(Recorded data)
= = = =
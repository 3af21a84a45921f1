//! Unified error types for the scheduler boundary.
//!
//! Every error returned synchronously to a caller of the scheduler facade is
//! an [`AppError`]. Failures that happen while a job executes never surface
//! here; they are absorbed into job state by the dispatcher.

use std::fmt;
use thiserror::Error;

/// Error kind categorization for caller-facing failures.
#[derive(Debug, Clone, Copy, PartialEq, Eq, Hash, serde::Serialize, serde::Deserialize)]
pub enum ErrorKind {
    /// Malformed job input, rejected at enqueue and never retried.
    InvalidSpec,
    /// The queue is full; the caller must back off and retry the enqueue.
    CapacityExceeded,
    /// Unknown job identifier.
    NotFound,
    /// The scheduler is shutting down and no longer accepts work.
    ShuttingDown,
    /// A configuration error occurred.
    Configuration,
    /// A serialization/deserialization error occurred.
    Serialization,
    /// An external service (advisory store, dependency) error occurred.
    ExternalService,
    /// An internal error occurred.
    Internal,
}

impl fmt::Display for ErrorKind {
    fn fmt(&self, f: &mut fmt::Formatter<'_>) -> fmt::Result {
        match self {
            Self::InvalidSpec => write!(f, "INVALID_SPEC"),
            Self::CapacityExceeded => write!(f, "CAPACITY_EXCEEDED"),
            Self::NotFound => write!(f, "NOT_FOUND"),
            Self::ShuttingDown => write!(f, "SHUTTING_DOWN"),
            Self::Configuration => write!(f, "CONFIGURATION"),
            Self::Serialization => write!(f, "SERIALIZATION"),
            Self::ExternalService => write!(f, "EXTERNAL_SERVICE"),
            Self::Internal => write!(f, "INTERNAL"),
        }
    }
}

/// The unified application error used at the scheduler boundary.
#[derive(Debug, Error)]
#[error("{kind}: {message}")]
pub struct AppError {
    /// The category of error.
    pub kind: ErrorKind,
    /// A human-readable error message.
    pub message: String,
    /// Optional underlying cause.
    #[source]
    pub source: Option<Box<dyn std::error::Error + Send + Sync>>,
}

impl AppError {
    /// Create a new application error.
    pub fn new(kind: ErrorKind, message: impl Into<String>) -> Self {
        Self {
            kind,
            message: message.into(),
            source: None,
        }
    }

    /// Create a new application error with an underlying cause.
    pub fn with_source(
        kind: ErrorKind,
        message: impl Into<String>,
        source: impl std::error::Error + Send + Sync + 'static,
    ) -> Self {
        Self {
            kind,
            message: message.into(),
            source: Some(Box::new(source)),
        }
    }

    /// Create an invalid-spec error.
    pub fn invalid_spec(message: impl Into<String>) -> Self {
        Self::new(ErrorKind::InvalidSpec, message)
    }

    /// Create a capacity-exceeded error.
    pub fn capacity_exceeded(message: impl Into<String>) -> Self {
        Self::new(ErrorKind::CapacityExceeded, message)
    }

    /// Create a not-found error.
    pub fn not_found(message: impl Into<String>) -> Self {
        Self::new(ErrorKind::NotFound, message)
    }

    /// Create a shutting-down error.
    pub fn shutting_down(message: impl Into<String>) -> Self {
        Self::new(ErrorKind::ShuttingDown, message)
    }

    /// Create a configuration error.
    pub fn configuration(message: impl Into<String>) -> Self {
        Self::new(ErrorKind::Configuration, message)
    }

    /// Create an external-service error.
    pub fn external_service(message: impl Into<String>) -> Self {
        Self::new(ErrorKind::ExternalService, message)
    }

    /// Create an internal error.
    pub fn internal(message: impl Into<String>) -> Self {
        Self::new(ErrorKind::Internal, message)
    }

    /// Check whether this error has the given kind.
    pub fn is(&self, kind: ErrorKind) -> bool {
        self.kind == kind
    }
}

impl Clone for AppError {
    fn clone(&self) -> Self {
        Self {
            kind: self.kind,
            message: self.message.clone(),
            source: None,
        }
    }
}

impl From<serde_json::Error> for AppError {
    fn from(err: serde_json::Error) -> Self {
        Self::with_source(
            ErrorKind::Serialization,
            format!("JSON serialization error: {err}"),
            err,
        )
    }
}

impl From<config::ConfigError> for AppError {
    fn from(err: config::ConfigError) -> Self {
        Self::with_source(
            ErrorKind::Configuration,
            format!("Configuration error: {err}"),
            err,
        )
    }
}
= = = =
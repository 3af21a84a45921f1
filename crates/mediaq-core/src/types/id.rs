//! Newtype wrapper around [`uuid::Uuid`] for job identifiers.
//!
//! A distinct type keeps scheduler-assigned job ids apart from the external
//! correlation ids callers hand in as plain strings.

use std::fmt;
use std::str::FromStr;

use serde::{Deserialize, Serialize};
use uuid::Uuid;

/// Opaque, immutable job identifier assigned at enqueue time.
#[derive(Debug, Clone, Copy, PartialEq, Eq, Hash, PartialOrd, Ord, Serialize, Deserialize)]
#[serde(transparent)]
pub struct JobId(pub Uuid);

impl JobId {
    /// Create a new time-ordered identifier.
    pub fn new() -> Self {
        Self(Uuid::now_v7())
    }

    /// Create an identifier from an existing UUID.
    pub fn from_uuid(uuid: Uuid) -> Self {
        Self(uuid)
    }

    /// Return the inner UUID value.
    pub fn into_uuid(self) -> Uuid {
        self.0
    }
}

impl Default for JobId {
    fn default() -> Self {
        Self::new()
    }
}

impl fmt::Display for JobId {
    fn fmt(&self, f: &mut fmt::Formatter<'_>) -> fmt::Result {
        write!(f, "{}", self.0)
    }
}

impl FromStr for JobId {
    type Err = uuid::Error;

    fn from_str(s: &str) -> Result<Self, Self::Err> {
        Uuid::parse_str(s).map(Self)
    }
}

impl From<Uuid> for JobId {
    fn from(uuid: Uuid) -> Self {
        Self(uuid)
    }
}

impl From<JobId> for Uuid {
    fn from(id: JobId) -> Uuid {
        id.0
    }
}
= = = =
▶ What you need to do: Report every line of the data in which "scheduler" appears.

▶ Exercise result:
//! Unified error types for the scheduler boundary.
//! Every error returned synchronously to a caller of the scheduler facade is
    /// The scheduler is shutting down and no longer accepts work.
/// The unified application error used at the scheduler boundary.
//! A distinct type keeps scheduler-assigned job ids apart from the external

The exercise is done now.